=== Records shown ===
impl SecLayer {
    pub fn new() -> Self {
        Self::default()
    }

    pub fn method(&self) -> EncryptionMethod {
        self.method
    }

    pub fn level(&self) -> CryptLevel {
        self.level
    }

    pub fn header_present(&self) -> bool {
        self.header_present
    }

    pub fn logged_on(&self) -> bool {
        self.logged_on
    }

    /// Whether the server encrypts what it sends.
    fn encrypts_output(&self) -> bool {
        self.level > CryptLevel::Low && self.cipher.is_some()
    }

    // ── Connect ──────────────────────────────────────────────────

    /// Parse the GCC client data, settle the encryption method and
    /// build the server data for the MCS Connect-Response.
    pub fn process_connect_initial(
        &mut self,
        user_data: &[u8],
        ctx: &ServerContext,
        selected: Protocols,
        requested: Protocols,
        mcs: &mut McsLayer,
        info: &mut ClientInfo,
    ) -> Result<Vec<u8>> {
        let channels = gcc::parse_client_data(user_data, info, &ctx.config, selected)?;
        info.client_requested_protocols = requested.bits();
        let ids: Vec<u16> = mcs.assign_channels(channels)?.iter().map(|c| c.chan_id).collect();

        let (method, level) = select_encryption(
            ctx.config.crypt_level,
            info.client_encryption_methods,
            selected.uses_tls(),
        );
        self.method = method;
        self.level = level;

        let keys = if method == EncryptionMethod::NONE {
            None
        } else {
            let keys = ctx
                .keys
                .as_ref()
                .ok_or(RdpError::CryptoFailure("RDP security selected without server keys"))?;
            rand::thread_rng().fill_bytes(&mut self.server_random);
            Some((&self.server_random, keys))
        };
        info!(?method, ?level, channels = ids.len(), "security parameters");

        gcc::write_server_data(
            requested.bits(),
            &ids,
            &gcc::ServerSecurity {
                method,
                level,
                random_and_keys: keys,
            },
        )
    }

    // ── Inbound ──────────────────────────────────────────────────

    /// Strip the security header (if present) and decrypt.
    pub fn recv(
        &mut self,
        s: &mut WireBuffer,
        keys: Option<&ServerKeys>,
        config: &ServerConfig,
        info: &mut ClientInfo,
    ) -> Result<SecEvent> {
        if !self.header_present {
            return Ok(SecEvent::Data);
        }
        s.need(4, "security header")?;
        let flags = s.read_u16_le()?;
        let _flags_hi = s.read_u16_le()?;

        if flags & SEC_ENCRYPT != 0 {
            self.decrypt(s)?;
        }

        if flags & SEC_EXCHANGE_PKT != 0 {
            self.recv_exchange(s, keys)?;
            return Ok(SecEvent::KeysEstablished);
        }
        if flags & SEC_INFO_PKT != 0 {
            if self.logged_on {
                return Err(RdpError::UnexpectedPdu {
                    pdu: "client info",
                    state: "logged on",
                });
            }
            info.logon = logon::parse_logon_info(s, config)?;
            self.logged_on = true;
            if self.level == CryptLevel::None {
                self.header_present = false;
                debug!("security header disabled");
            }
            return Ok(SecEvent::LoggedOn);
        }
        if flags & SEC_LICENSE_PKT != 0 {
            debug!("client licensing PDU ignored");
            return Ok(SecEvent::License);
        }
        Ok(SecEvent::Data)
    }

    fn decrypt(&mut self, s: &mut WireBuffer) -> Result<()> {
        match self.cipher.as_mut() {
            None => Err(RdpError::UnexpectedPdu {
                pdu: "encrypted PDU",
                state: "no session keys",
            }),
            Some(SecCipher::Rc4(cipher)) => {
                s.skip(SIGNATURE_LEN, "data signature")?;
                cipher.decrypt(s.rest_mut());
                Ok(())
            }
            Some(SecCipher::Fips(cipher)) => {
                s.need(4 + SIGNATURE_LEN, "fips security header")?;
                let _len = s.read_u16_le()?;
                let _version = s.read_u8()?;
                let pad = usize::from(s.read_u8()?);
                s.skip(SIGNATURE_LEN, "data signature")?;
                cipher.decrypt(s.rest_mut())?;
                if pad > s.remaining() {
                    return Err(RdpError::invalid("fips padding", pad as u64));
                }
                s.limit(s.remaining() - pad, "fips payload")
            }
        }
    }

    /// `TS_SECURITY_PACKET`: decrypt the client random and key the session.
    fn recv_exchange(&mut self, s: &mut WireBuffer, keys: Option<&ServerKeys>) -> Result<()> {
        if self.method == EncryptionMethod::NONE || self.cipher.is_some() {
            return Err(RdpError::UnexpectedPdu {
                pdu: "security exchange",
                state: "sec",
            });
        }
        let keys = keys.ok_or(RdpError::CryptoFailure("no server key for security exchange"))?;
        let len = s.read_u32_le()?;
        if len as usize != keys.key_len() + EXCHANGE_PADDING {
            return Err(RdpError::invalid("security exchange length", len));
        }
        let ciphertext = s.read_bytes(keys.key_len(), "encrypted client random")?;
        let mut client_random = decrypt_client_random(keys, ciphertext)?;

        self.cipher = Some(if self.method == EncryptionMethod::FIPS {
            SecCipher::Fips(FipsCipher::derive(&client_random, &self.server_random)?)
        } else {
            let session = SessionKeys::derive(&client_random, &self.server_random, self.method);
            SecCipher::Rc4(RdpCipher::new(&session, self.method))
        });
        client_random.zeroize();
        info!(method = ?self.method, "session keys established");
        Ok(())
    }

    // ── Outbound ─────────────────────────────────────────────────

    /// Security header length for outbound slow-path PDUs.
    pub fn header_len(&self) -> usize {
        match self.level {
            CryptLevel::None => 0,
            CryptLevel::Low => 4,
            _ if self.method == EncryptionMethod::FIPS => 4 + 4 + SIGNATURE_LEN,
            _ => 4 + SIGNATURE_LEN,
        }
    }

    /// Reserve ISO, MCS and security headers.
    pub fn init(&self, s: &mut WireBuffer) {
        McsLayer::init(s);
        s.push_layer(Layer::Sec, self.header_len());
    }

    /// Write the security header, sign and encrypt, then frame for MCS.
    pub fn send(&mut self, s: &mut WireBuffer, mcs: &McsLayer, channel_id: u16) -> Result<()> {
        s.pop_layer(Layer::Sec)?;
        let header_at = s.pos();
        match self.level {
            CryptLevel::None => {}
            // Low protects client to server only.
            CryptLevel::Low => s.write_zeros(4),
            _ => self.seal(s, header_at)?,
        }
        s.seek(s.end())?;
        mcs.send(s, channel_id)
    }

    /// Sign and encrypt everything after the header reserved at `header_at`.
    fn seal(&mut self, s: &mut WireBuffer, header_at: usize) -> Result<()> {
        let data_at = header_at + self.header_len();
        match self.cipher.as_mut() {
            None => Err(RdpError::CryptoFailure("encryption requested before key exchange")),
            Some(SecCipher::Rc4(cipher)) => {
                let sig = cipher.encrypt(s.slice_mut(data_at)?);
                s.seek(header_at)?;
                s.write_u16_le(SEC_ENCRYPT);
                s.write_u16_le(0);
                s.write_bytes(&sig);
                Ok(())
            }
            Some(SecCipher::Fips(cipher)) => {
                let len = s.end() - data_at;
                let pad = fips::pad_len(len);
                let sig = cipher.sign(&s.slice_mut(data_at)?[..len])?;
                s.seek(s.end())?;
                s.write_zeros(pad);
                s.mark_end();
                cipher.encrypt(s.slice_mut(data_at)?)?;
                s.seek(header_at)?;
                s.write_u16_le(SEC_ENCRYPT);
                s.write_u16_le(0);
                s.write_u16_le(FIPS_HEADER_LEN);
                s.write_u8(FIPS_VERSION);
                s.write_u8(pad as u8);
                s.write_bytes(&sig);
                Ok(())
            }
        }
    }

    /// The licensing PDU: always a plain basic security header.
    pub fn license_pdu(&self, mcs: &McsLayer) -> Result<WireBuffer> {
        let mut s = WireBuffer::with_capacity(48);
        McsLayer::init(&mut s);
        s.write_u16_le(SEC_LICENSE_PKT);
        s.write_u16_le(0);
        license::write_valid_client(&mut s);
        s.mark_end();
        mcs.send(&mut s, GLOBAL_CHANNEL_ID)?;
        Ok(s)
    }

    // ── Fastpath ─────────────────────────────────────────────────

    /// Bytes between the fastpath length and the payload.
    pub fn fastpath_header_len(&self) -> usize {
        if !self.encrypts_output() {
            0
        } else if self.method == EncryptionMethod::FIPS {
            4 + SIGNATURE_LEN
        } else {
            SIGNATURE_LEN
        }
    }

    /// Whether outbound fastpath PDUs carry the encrypted flag.
    pub fn fastpath_encrypted(&self) -> bool {
        self.encrypts_output()
    }

    /// Decrypt an inbound fastpath payload flagged as encrypted.
    pub fn fastpath_decrypt(&mut self, s: &mut WireBuffer) -> Result<()> {
        match self.cipher.as_mut() {
            None => Err(RdpError::UnexpectedPdu {
                pdu: "encrypted fastpath input",
                state: "no session keys",
            }),
            Some(SecCipher::Rc4(cipher)) => {
                s.skip(SIGNATURE_LEN, "fastpath signature")?;
                cipher.decrypt(s.rest_mut());
                Ok(())
            }
            Some(SecCipher::Fips(cipher)) => {
                s.need(4 + SIGNATURE_LEN, "fastpath fips information")?;
                let _len = s.read_u16_le()?;
                let _version = s.read_u8()?;
                let pad = usize::from(s.read_u8()?);
                s.skip(SIGNATURE_LEN, "fastpath signature")?;
                cipher.decrypt(s.rest_mut())?;
                if pad > s.remaining() {
                    return Err(RdpError::invalid("fips padding", pad as u64));
                }
                s.limit(s.remaining() - pad, "fastpath payload")
            }
        }
    }

    /// Seal a fastpath payload in place.
    ///
    /// `header_at` is where [`fastpath_header_len`](Self::fastpath_header_len)
    /// bytes were reserved; the payload runs from there to `end`.
    pub fn fastpath_encrypt(&mut self, s: &mut WireBuffer, header_at: usize) -> Result<()> {
        let data_at = header_at + self.fastpath_header_len();
        match self.cipher.as_mut() {
            Some(SecCipher::Rc4(cipher)) if self.level > CryptLevel::Low => {
                let sig = cipher.encrypt(s.slice_mut(data_at)?);
                s.seek(header_at)?;
                s.write_bytes(&sig);
            }
            Some(SecCipher::Fips(cipher)) if self.level > CryptLevel::Low => {
                let len = s.end() - data_at;
                let pad = fips::pad_len(len);
                let sig = cipher.sign(&s.slice_mut(data_at)?[..len])?;
                s.seek(s.end())?;
                s.write_zeros(pad);
                s.mark_end();
                cipher.encrypt(s.slice_mut(data_at)?)?;
                s.seek(header_at)?;
                s.write_u16_le(FIPS_HEADER_LEN);
                s.write_u8(FIPS_VERSION);
                s.write_u8(pad as u8);
                s.write_bytes(&sig);
            }
            _ => {}
        }
        s.seek(s.end())
    }
}

// ── Outbound ─────────────────────────────────────────────────────

/// Borrowed lower layers plus the frame queue: what an upper layer
/// needs to put a PDU on the wire.
pub struct Outbound<'a> {
    pub sec: &'a mut SecLayer,
    pub mcs: &'a McsLayer,
    pub queue: &'a mut VecDeque<Bytes>,
}

impl Outbound<'_> {
    /// Fresh buffer with ISO, MCS and security headers reserved.
    pub fn init(&self) -> WireBuffer {
        let mut s = WireBuffer::with_capacity(256);
        self.sec.init(&mut s);
        s
    }

    /// Secure, frame and queue a slow-path PDU.
    pub fn send(&mut self, mut s: WireBuffer, channel_id: u16) -> Result<()> {
        self.sec.send(&mut s, self.mcs, channel_id)?;
        self.queue.push_back(s.into_bytes());
        Ok(())
    }

    /// Queue an already framed PDU.
    pub fn push(&mut self, s: WireBuffer) {
        self.queue.push_back(s.into_bytes());
    }
}

// ── Tests ────────────────────────────────────────────────────────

=== What to do ===
Wherever "channels" turns up in the records, copy the whole line.

=== Output ===
        let channels = gcc::parse_client_data(user_data, info, &ctx.config, selected)?;
        let ids: Vec<u16> = mcs.assign_channels(channels)?.iter().map(|c| c.chan_id).collect();
        info!(?method, ?level, channels = ids.len(), "security parameters");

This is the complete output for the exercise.